In deze paragraaf gaf Jezus ons de principes die ten grondslag liggen aan wonderen, en nu dringt hij erop aan om ze in praktijk te brengen. Laten we daarom deze alinea nog eens lezen, met de toevoeging van enkele verklarende opmerkingen:
Wees [door te vergeven] het middel waarmee jouw broeder de vrede vindt waarin jouw wensen [om bevrijd te worden] zijn vervuld. Laten we ons [door middel van vergeving] verenigen in het brengen van een zegen naar de wereld van zonde en dood. Want wat elk van ons afzonderlijk kan verlossen, kan ons allemaal verlossen. Er is geen verschil tussen de Zonen van God.

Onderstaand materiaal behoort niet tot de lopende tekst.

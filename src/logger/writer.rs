//! Log writer module
//!
//! Thread-safe log output to files or stdout/stderr.

use std::fs::{File, OpenOptions};
use std::io::{self, Write};
use std::path::Path;
use std::sync::{Mutex, OnceLock, PoisonError};

/// Global log writer instance
static LOG_WRITER: OnceLock<LogWriter> = OnceLock::new();

/// Log output target
enum LogTarget {
    Stdout,
    Stderr,
    File(Mutex<File>),
}

impl LogTarget {
    fn open(path: Option<&str>, console: Self) -> io::Result<Self> {
        match path {
            Some(path) => Ok(Self::File(Mutex::new(open_log_file(path)?))),
            None => Ok(console),
        }
    }

    fn write(&self, message: &str) {
        match self {
            Self::Stdout => println!("{message}"),
            Self::Stderr => eprintln!("{message}"),
            Self::File(file) => {
                let mut f = file.lock().unwrap_or_else(PoisonError::into_inner);
                let _ = writeln!(f, "{message}");
            }
        }
    }
}

/// Thread-safe log writer
pub struct LogWriter {
    /// Access and info lines
    access: LogTarget,
    /// Errors, warnings and not-found reports
    error: LogTarget,
}

impl LogWriter {
    fn new(access_log_file: Option<&str>, error_log_file: Option<&str>) -> io::Result<Self> {
        Ok(Self {
            access: LogTarget::open(access_log_file, LogTarget::Stdout)?,
            error: LogTarget::open(error_log_file, LogTarget::Stderr)?,
        })
    }

    pub fn write_access(&self, message: &str) {
        self.access.write(message);
    }

    pub fn write_error(&self, message: &str) {
        self.error.write(message);
    }

    pub fn write_info(&self, message: &str) {
        self.access.write(message);
    }
}

/// Open or create a log file for appending
fn open_log_file(path: &str) -> io::Result<File> {
    if let Some(parent) = Path::new(path).parent() {
        if !parent.as_os_str().is_empty() {
            std::fs::create_dir_all(parent)?;
        }
    }

    OpenOptions::new().create(true).append(true).open(path)
}

/// Initialize the global log writer
///
/// Call once at startup; fails if a log file cannot be opened or the writer
/// was already initialized.
pub fn init(access_log_file: Option<&str>, error_log_file: Option<&str>) -> io::Result<()> {
    let writer = LogWriter::new(access_log_file, error_log_file)?;
    LOG_WRITER.set(writer).map_err(|_| {
        io::Error::new(
            io::ErrorKind::AlreadyExists,
            "Log writer already initialized",
        )
    })
}

/// The global log writer, if initialized
pub fn get() -> Option<&'static LogWriter> {
    LOG_WRITER.get()
}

De eenheid die door speciaalheid wordt ontkend zal hen allen verlossen, want wat één is kan geen speciaalheid bezitten. En alles behoort toe aan ieder van hen. Er staan geen wensen tussen een broeder en de zijnen [zijn broeders]. Van één iets nemen is hen allen beroven. Maar wordt er slechts één [door vergeving] gezegend, dan betekent dit een zegen voor hen allen als één.
Aangezien we één zijn wordt iedereen gezegend, inclusief wijzelf, wanneer we slechts aan één broeder het wonder van vergeving schenken.

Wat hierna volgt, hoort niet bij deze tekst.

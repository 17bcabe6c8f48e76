//! MIME type detection module
//!
//! Returns the Content-Type for a served file based on its extension.

use std::path::Path;

/// Content-Type for a file path, `application/octet-stream` when unknown
///
/// # Examples
/// ```
/// use mokk::http::mime::content_type_for;
/// use std::path::Path;
/// assert_eq!(content_type_for(Path::new("index.html")), "text/html; charset=utf-8");
/// assert_eq!(content_type_for(Path::new("api/users.JSON")), "application/json; charset=utf-8");
/// assert_eq!(content_type_for(Path::new("LICENSE")), "application/octet-stream");
/// ```
pub fn content_type_for(path: &Path) -> &'static str {
    let extension = path
        .extension()
        .and_then(|e| e.to_str())
        .map(str::to_ascii_lowercase);
    get_content_type(extension.as_deref())
}

/// Get MIME Content-Type based on a lowercase file extension
pub fn get_content_type(extension: Option<&str>) -> &'static str {
    match extension {
        // Text
        Some("html" | "htm") => "text/html; charset=utf-8",
        Some("css") => "text/css; charset=utf-8",
        Some("txt" | "md") => "text/plain; charset=utf-8",
        Some("csv") => "text/csv; charset=utf-8",
        Some("xml") => "application/xml",
        Some("yaml" | "yml") => "application/yaml",

        // Scripts and data, the usual payloads of a mock backend
        Some("js" | "mjs") => "text/javascript; charset=utf-8",
        Some("json" | "map") => "application/json; charset=utf-8",
        Some("wasm") => "application/wasm",

        // Images
        Some("png") => "image/png",
        Some("jpg" | "jpeg") => "image/jpeg",
        Some("gif") => "image/gif",
        Some("svg") => "image/svg+xml",
        Some("ico") => "image/x-icon",
        Some("webp") => "image/webp",

        // Media
        Some("mp4") => "video/mp4",
        Some("webm") => "video/webm",
        Some("mp3") => "audio/mpeg",
        Some("wav") => "audio/wav",

        // Fonts
        Some("woff") => "font/woff",
        Some("woff2") => "font/woff2",
        Some("ttf") => "font/ttf",
        Some("otf") => "font/otf",

        // Archives and documents
        Some("pdf") => "application/pdf",
        Some("zip") => "application/zip",
        Some("gz") => "application/gzip",

        _ => "application/octet-stream",
    }
}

(Toelichtingen door Robert Perry)
20. Jouw aloude Naam behoort eenieder toe, zoals de hunne jou toebehoort. Roep de naam van jouw broeder en God zal antwoord geven, want je roept Hem aan. Zou Hij een antwoord kunnen weigeren, wanneer Hij allen die Hem hebben geroepen reeds geantwoord heeft? Een wonder kan totaal geen verandering bewerkstelligen. Maar het kan er wel voor zorgen dat wat altijd al waar was, wordt herkend door hen die het niet kennen; en dat door deze kleine gave van de waarheid eenvoudig zichzelf te laten zijn, de Zoon van God wordt toegestaan zichzelf te zijn, en heel de schepping vrij is om als één de Naam van God aan te roepen.

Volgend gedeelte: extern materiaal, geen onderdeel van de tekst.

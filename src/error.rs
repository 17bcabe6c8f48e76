//! Error types
//!
//! Startup failures are fatal and stop the process before any request is served.
//! Per-request outcomes never surface here.

use std::io;
use std::net::SocketAddr;
use thiserror::Error;

/// Validation failure for the command-line route entries.
///
/// Carries every collected message, never only the first one.
#[derive(Debug, Clone, PartialEq, Eq, Error)]
#[error("{}", .messages.join("\n"))]
pub struct ConfigError {
    pub messages: Vec<String>,
}

impl ConfigError {
    pub const fn new(messages: Vec<String>) -> Self {
        Self { messages }
    }
}

/// The listen socket could not be created or bound.
#[derive(Debug, Error)]
#[error("failed to listen on {addr}: {source}")]
pub struct ListenError {
    pub addr: SocketAddr,
    #[source]
    pub source: io::Error,
}

impl ListenError {
    /// Whether the failure was caused by another process holding the port
    pub fn is_addr_in_use(&self) -> bool {
        self.source.kind() == io::ErrorKind::AddrInUse
    }
}

/// Anything that stops the binary before it starts serving
#[derive(Debug, Error)]
pub enum StartupError {
    #[error(transparent)]
    Config(#[from] ConfigError),

    #[error("failed to load settings: {0}")]
    Settings(#[from] ::config::ConfigError),

    #[error("invalid listen address '{0}'")]
    Address(String),

    #[error(transparent)]
    Listen(#[from] ListenError),

    #[error("failed to open log files: {0}")]
    Logger(#[source] io::Error),

    #[error("failed to build runtime: {0}")]
    Runtime(#[source] io::Error),
}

Wanneer we iemand een wonder schenken, roepen we zijn aloude Naam aan, de Naam die hij vergeten is toen hij dacht de Hemel te verlaten en aan zijn bestaan in de wereld te beginnen. Wanneer we zijn Naam aanroepen, roepen we ook de onze aan, want we delen dezelfde Naam. Deze roep wordt beantwoord door God Zelf, maar dit antwoord is niet iets nieuws, iets wat nu pas gebeurt, zelfs al lijkt dat zo. We loggen als het ware in op het antwoord dat God ons bij onze schepping heeft gegeven, en dan zullen we de waarheid herkennen die er altijd is geweest. En dit zal de heel schepping vrij maken 'om als één de Naam van God aan te roepen'.